### PROBLEM TO SOLVE
Repeat every line below exactly as it reads.

### SUPPLIED DATA

○ ○ ○ ○

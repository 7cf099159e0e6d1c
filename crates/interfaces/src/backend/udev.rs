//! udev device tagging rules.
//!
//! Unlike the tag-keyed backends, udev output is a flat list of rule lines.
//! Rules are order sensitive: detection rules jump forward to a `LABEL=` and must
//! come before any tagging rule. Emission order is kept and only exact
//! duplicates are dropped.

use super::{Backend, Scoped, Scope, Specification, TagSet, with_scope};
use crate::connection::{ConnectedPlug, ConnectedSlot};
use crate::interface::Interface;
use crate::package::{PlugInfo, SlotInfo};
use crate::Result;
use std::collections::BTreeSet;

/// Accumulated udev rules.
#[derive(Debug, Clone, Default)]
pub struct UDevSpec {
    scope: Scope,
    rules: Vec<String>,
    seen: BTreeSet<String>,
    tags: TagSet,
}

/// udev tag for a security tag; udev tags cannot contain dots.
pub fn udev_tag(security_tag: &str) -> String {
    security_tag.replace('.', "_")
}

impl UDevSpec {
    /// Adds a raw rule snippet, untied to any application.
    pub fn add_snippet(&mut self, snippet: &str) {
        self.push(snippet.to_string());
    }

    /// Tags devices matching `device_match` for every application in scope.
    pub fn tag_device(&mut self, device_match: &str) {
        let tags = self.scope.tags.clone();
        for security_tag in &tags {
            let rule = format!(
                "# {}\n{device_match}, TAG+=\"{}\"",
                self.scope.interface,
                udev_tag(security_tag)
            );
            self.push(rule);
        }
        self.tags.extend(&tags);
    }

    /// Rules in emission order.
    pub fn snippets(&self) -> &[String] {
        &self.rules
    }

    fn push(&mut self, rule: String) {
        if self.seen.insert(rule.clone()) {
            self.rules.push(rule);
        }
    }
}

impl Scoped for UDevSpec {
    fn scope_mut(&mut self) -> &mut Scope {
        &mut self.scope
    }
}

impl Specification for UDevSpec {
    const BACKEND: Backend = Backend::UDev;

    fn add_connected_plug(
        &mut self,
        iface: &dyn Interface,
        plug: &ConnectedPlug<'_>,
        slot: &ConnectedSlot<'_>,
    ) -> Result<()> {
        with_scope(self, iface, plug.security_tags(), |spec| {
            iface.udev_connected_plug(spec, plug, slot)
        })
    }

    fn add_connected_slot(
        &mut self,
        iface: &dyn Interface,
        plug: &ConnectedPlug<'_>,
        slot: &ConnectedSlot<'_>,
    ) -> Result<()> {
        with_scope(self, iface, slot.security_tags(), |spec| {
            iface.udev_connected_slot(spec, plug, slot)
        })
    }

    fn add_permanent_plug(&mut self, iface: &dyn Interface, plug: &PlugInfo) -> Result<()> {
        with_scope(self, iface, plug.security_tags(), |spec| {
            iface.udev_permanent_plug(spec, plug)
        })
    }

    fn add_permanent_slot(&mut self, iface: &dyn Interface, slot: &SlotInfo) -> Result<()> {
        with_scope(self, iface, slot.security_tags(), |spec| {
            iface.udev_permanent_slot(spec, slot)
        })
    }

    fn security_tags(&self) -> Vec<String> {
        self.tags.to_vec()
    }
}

○ ○ ○ ○

### TASK RESULT
repository 7cf099159e0e6d1c
filename crates/interfaces/src/backend/udev.rs
//! udev device tagging rules.
//!
//! Unlike the tag-keyed backends, udev output is a flat list of rule lines.
//! Rules are order sensitive: detection rules jump forward to a `LABEL=` and must
//! come before any tagging rule. Emission order is kept and only exact
//! duplicates are dropped.

use super::{Backend, Scoped, Scope, Specification, TagSet, with_scope};
use crate::connection::{ConnectedPlug, ConnectedSlot};
use crate::interface::Interface;
use crate::package::{PlugInfo, SlotInfo};
use crate::Result;
use std::collections::BTreeSet;

/// Accumulated udev rules.
#[derive(Debug, Clone, Default)]
pub struct UDevSpec {
    scope: Scope,
    rules: Vec<String>,
    seen: BTreeSet<String>,
    tags: TagSet,
}

/// udev tag for a security tag; udev tags cannot contain dots.
pub fn udev_tag(security_tag: &str) -> String {
    security_tag.replace('.', "_")
}

impl UDevSpec {
    /// Adds a raw rule snippet, untied to any application.
    pub fn add_snippet(&mut self, snippet: &str) {
        self.push(snippet.to_string());
    }

    /// Tags devices matching `device_match` for every application in scope.
    pub fn tag_device(&mut self, device_match: &str) {
        let tags = self.scope.tags.clone();
        for security_tag in &tags {
            let rule = format!(
                "# {}\n{device_match}, TAG+=\"{}\"",
                self.scope.interface,
                udev_tag(security_tag)
            );
            self.push(rule);
        }
        self.tags.extend(&tags);
    }

    /// Rules in emission order.
    pub fn snippets(&self) -> &[String] {
        &self.rules
    }

    fn push(&mut self, rule: String) {
        if self.seen.insert(rule.clone()) {
            self.rules.push(rule);
        }
    }
}

impl Scoped for UDevSpec {
    fn scope_mut(&mut self) -> &mut Scope {
        &mut self.scope
    }
}

impl Specification for UDevSpec {
    const BACKEND: Backend = Backend::UDev;

    fn add_connected_plug(
        &mut self,
        iface: &dyn Interface,
        plug: &ConnectedPlug<'_>,
        slot: &ConnectedSlot<'_>,
    ) -> Result<()> {
        with_scope(self, iface, plug.security_tags(), |spec| {
            iface.udev_connected_plug(spec, plug, slot)
        })
    }

    fn add_connected_slot(
        &mut self,
        iface: &dyn Interface,
        plug: &ConnectedPlug<'_>,
        slot: &ConnectedSlot<'_>,
    ) -> Result<()> {
        with_scope(self, iface, slot.security_tags(), |spec| {
            iface.udev_connected_slot(spec, plug, slot)
        })
    }

    fn add_permanent_plug(&mut self, iface: &dyn Interface, plug: &PlugInfo) -> Result<()> {
        with_scope(self, iface, plug.security_tags(), |spec| {
            iface.udev_permanent_plug(spec, plug)
        })
    }

    fn add_permanent_slot(&mut self, iface: &dyn Interface, slot: &SlotInfo) -> Result<()> {
        with_scope(self, iface, slot.security_tags(), |spec| {
            iface.udev_permanent_slot(spec, slot)
        })
    }

    fn security_tags(&self) -> Vec<String> {
        self.tags.to_vec()
    }
}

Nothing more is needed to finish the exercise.